When a file is archived, its on-disk space is drastically reduced. The actual stub file size is the same as the cluster size for that disk.

Figure 1. Stub File Properties.

stub_properties.png

In Figure 1, the Size on disk value is 512 bytes, the cluster size of this volume, and the Actual size is 1.37 MB.

If you are using disk quotas, the stub file will still cost you the actual size, in Figure 1, 1.37 MB. This ensures you can maintain disk quota policies without running the risk of inadvertently filling up your disks when files are retrieved.

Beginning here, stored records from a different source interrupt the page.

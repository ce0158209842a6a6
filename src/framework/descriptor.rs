//! # View Descriptors
//!
//! The host rendering framework hands the core opaque children; the core hands back new
//! children with parameters merged in. Descriptors are plain values: injecting parameters
//! builds a new descriptor and never touches the one it came from.
//!
//! A [`Child`] is either a [`ViewDescriptor`] (a renderable view with named parameters) or
//! plain text, which passes through injection untouched.

use super::state::{ResourceState, ResourceStatus};
use serde::de::DeserializeOwned;
use serde::Serialize;
use serde_json::Value;
use std::any::Any;
use std::collections::BTreeMap;
use std::fmt;
use std::sync::Arc;

/// Named parameters of a view.
pub type Params = BTreeMap<String, Prop>;

/// Builds [`Params`] from `(name, prop)` pairs.
pub fn params<S: Into<String>>(pairs: impl IntoIterator<Item = (S, Prop)>) -> Params {
    pairs
        .into_iter()
        .map(|(name, prop)| (name.into(), prop))
        .collect()
}

/// A callback a view can invoke, e.g. a step's `on_next(step_data)`.
#[derive(Clone)]
pub struct Callback(Arc<dyn Fn(Value) + Send + Sync>);

impl Callback {
    pub fn new(f: impl Fn(Value) + Send + Sync + 'static) -> Self {
        Self(Arc::new(f))
    }

    pub fn call(&self, value: Value) {
        (self.0)(value)
    }
}

impl fmt::Debug for Callback {
    fn fmt(&self, f: &mut fmt::Formatter<'_>) -> fmt::Result {
        f.write_str("Callback")
    }
}

/// A typed object handed to a view, such as a [`ResourceHandle`](super::ResourceHandle).
#[derive(Clone)]
pub struct Capability(Arc<dyn Any + Send + Sync>);

impl Capability {
    pub fn new<C: Any + Send + Sync>(capability: C) -> Self {
        Self(Arc::new(capability))
    }

    /// Clone of the capability if it has type `C`.
    pub fn get<C: Any + Clone>(&self) -> Option<C> {
        self.0.downcast_ref::<C>().cloned()
    }
}

impl fmt::Debug for Capability {
    fn fmt(&self, f: &mut fmt::Formatter<'_>) -> fmt::Result {
        f.write_str("Capability")
    }
}

/// Render state of a resource as seen by a view: status plus value or error.
#[derive(Debug, Clone, PartialEq, Serialize)]
pub struct ResourceProp {
    pub status: ResourceStatus,
    /// `Null` unless `status` is `Ready`.
    pub value: Value,
    pub error: Option<String>,
}

impl ResourceProp {
    /// Converts a binding snapshot. A value that fails to serialize becomes an `Error` prop.
    pub fn from_state<T: Serialize>(state: &ResourceState<T>) -> Self {
        let status = state.status();
        match state {
            ResourceState::Ready(value) => match serde_json::to_value(value) {
                Ok(value) => Self {
                    status,
                    value,
                    error: None,
                },
                Err(e) => Self {
                    status: ResourceStatus::Error,
                    value: Value::Null,
                    error: Some(e.to_string()),
                },
            },
            ResourceState::Error(e) => Self {
                status,
                value: Value::Null,
                error: Some(e.to_string()),
            },
            _ => Self {
                status,
                value: Value::Null,
                error: None,
            },
        }
    }

    pub fn is_ready(&self) -> bool {
        self.status == ResourceStatus::Ready
    }

    /// Typed view of the value, if ready and well-formed.
    pub fn decode<T: DeserializeOwned>(&self) -> Option<T> {
        if !self.is_ready() {
            return None;
        }
        serde_json::from_value(self.value.clone()).ok()
    }
}

/// One named parameter.
#[derive(Debug, Clone)]
pub enum Prop {
    Value(Value),
    Resource(ResourceProp),
    Callback(Callback),
    Capability(Capability),
}

impl From<Value> for Prop {
    fn from(value: Value) -> Self {
        Prop::Value(value)
    }
}

impl From<ResourceProp> for Prop {
    fn from(prop: ResourceProp) -> Self {
        Prop::Resource(prop)
    }
}

impl From<Callback> for Prop {
    fn from(callback: Callback) -> Self {
        Prop::Callback(callback)
    }
}

/// A renderable view: its kind, an optional key and its parameters.
#[derive(Debug, Clone)]
pub struct ViewDescriptor {
    kind: String,
    key: Option<String>,
    params: Params,
}

impl ViewDescriptor {
    pub fn new(kind: impl Into<String>) -> Self {
        Self {
            kind: kind.into(),
            key: None,
            params: Params::new(),
        }
    }

    pub fn with_key(mut self, key: impl Into<String>) -> Self {
        self.key = Some(key.into());
        self
    }

    pub fn with(mut self, name: impl Into<String>, prop: impl Into<Prop>) -> Self {
        self.params.insert(name.into(), prop.into());
        self
    }

    pub fn with_value(self, name: impl Into<String>, value: impl Into<Value>) -> Self {
        self.with(name, Prop::Value(value.into()))
    }

    pub fn kind(&self) -> &str {
        &self.kind
    }

    pub fn key(&self) -> Option<&str> {
        self.key.as_deref()
    }

    pub fn params(&self) -> &Params {
        &self.params
    }

    pub fn param(&self, name: &str) -> Option<&Prop> {
        self.params.get(name)
    }

    pub fn value(&self, name: &str) -> Option<&Value> {
        match self.params.get(name) {
            Some(Prop::Value(v)) => Some(v),
            _ => None,
        }
    }

    pub fn resource(&self, name: &str) -> Option<&ResourceProp> {
        match self.params.get(name) {
            Some(Prop::Resource(r)) => Some(r),
            _ => None,
        }
    }

    pub fn callback(&self, name: &str) -> Option<&Callback> {
        match self.params.get(name) {
            Some(Prop::Callback(c)) => Some(c),
            _ => None,
        }
    }

    pub fn capability<C: Any + Clone>(&self, name: &str) -> Option<C> {
        match self.params.get(name) {
            Some(Prop::Capability(c)) => c.get::<C>(),
            _ => None,
        }
    }

    pub(crate) fn params_mut(&mut self) -> &mut Params {
        &mut self.params
    }
}

/// A child as handed over by the host framework.
#[derive(Debug, Clone)]
pub enum Child {
    View(ViewDescriptor),
    Text(String),
}

impl Child {
    pub fn text(text: impl Into<String>) -> Self {
        Child::Text(text.into())
    }

    pub fn as_view(&self) -> Option<&ViewDescriptor> {
        match self {
            Child::View(view) => Some(view),
            Child::Text(_) => None,
        }
    }

    pub fn is_view(&self) -> bool {
        matches!(self, Child::View(_))
    }
}

impl From<ViewDescriptor> for Child {
    fn from(view: ViewDescriptor) -> Self {
        Child::View(view)
    }
}

#[cfg(test)]
mod tests {
    use super::*;
    use crate::framework::FetchError;
    use serde_json::json;

    #[test]
    fn test_resource_prop_from_states() {
        let loading = ResourceProp::from_state::<u32>(&ResourceState::Loading);
        assert_eq!(loading.status, ResourceStatus::Loading);
        assert_eq!(loading.value, Value::Null);

        let ready = ResourceProp::from_state(&ResourceState::Ready(json!({"name": "Ann"})));
        assert!(ready.is_ready());
        assert_eq!(ready.value["name"], "Ann");

        let failed = ResourceProp::from_state::<u32>(&ResourceState::Error(FetchError::Decode(
            "bad json".into(),
        )));
        assert_eq!(failed.status, ResourceStatus::Error);
        assert_eq!(failed.error.as_deref(), Some("Malformed response: bad json"));
        assert_eq!(failed.decode::<u32>(), None);
    }

    #[test]
    fn test_capability_downcast() {
        let view = ViewDescriptor::new("Form").with("count", Prop::Capability(Capability::new(3u8)));
        assert_eq!(view.capability::<u8>("count"), Some(3));
        assert_eq!(view.capability::<String>("count"), None);
        assert_eq!(view.capability::<u8>("missing"), None);
    }
}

Figure 2. Offline File Attribute.

offline_attribute.png

In Figure 2, the file is opened in Windows File Explorer, displaying the O attribute, or offline file. This is a standard Windows attribute that ensures other applications, such as anti-virus, recognize that this file is stored offline and may not be present on the disk.

Extracting a Stubbed File

When a stub file is opened, for example by double-clicking it in Windows File Explorer, the Agent intercepts the request and immediately retrieves the original file from the Repository and replaces the contents of the stub with the original data. This is a transparent process, even if the user access a file across a network share. The file is now available to the user. If the file is not modified in any way, it is automatically re-stubbed the next time a policy is run. However, if changes are made to the file, then a new instance of the file is archived in the repository.

Area of Interest

An Area of Interest is the area in which an Agent is allowed to search, restricting which directories can be selected when a Policy is defined. The Area of Interest for an ArchiveOne for Files Agent is a collection of base directories on the file server that the Agent is permitted to process. You can specify as many base directories as necessary across as many volumes on the agent server as needed. Note the Agent automatically traverses into sub-directories of each base directory defined in the Area of Interest.

Figure 3. Area of Interest.

area_of_interest.png

Figure 3 shows a typical Area of Interest defined for an Agent. In this example the directories E:\Download, E:\Users, and E:\Uploads\Project Files define the Area of Interest for the Agent.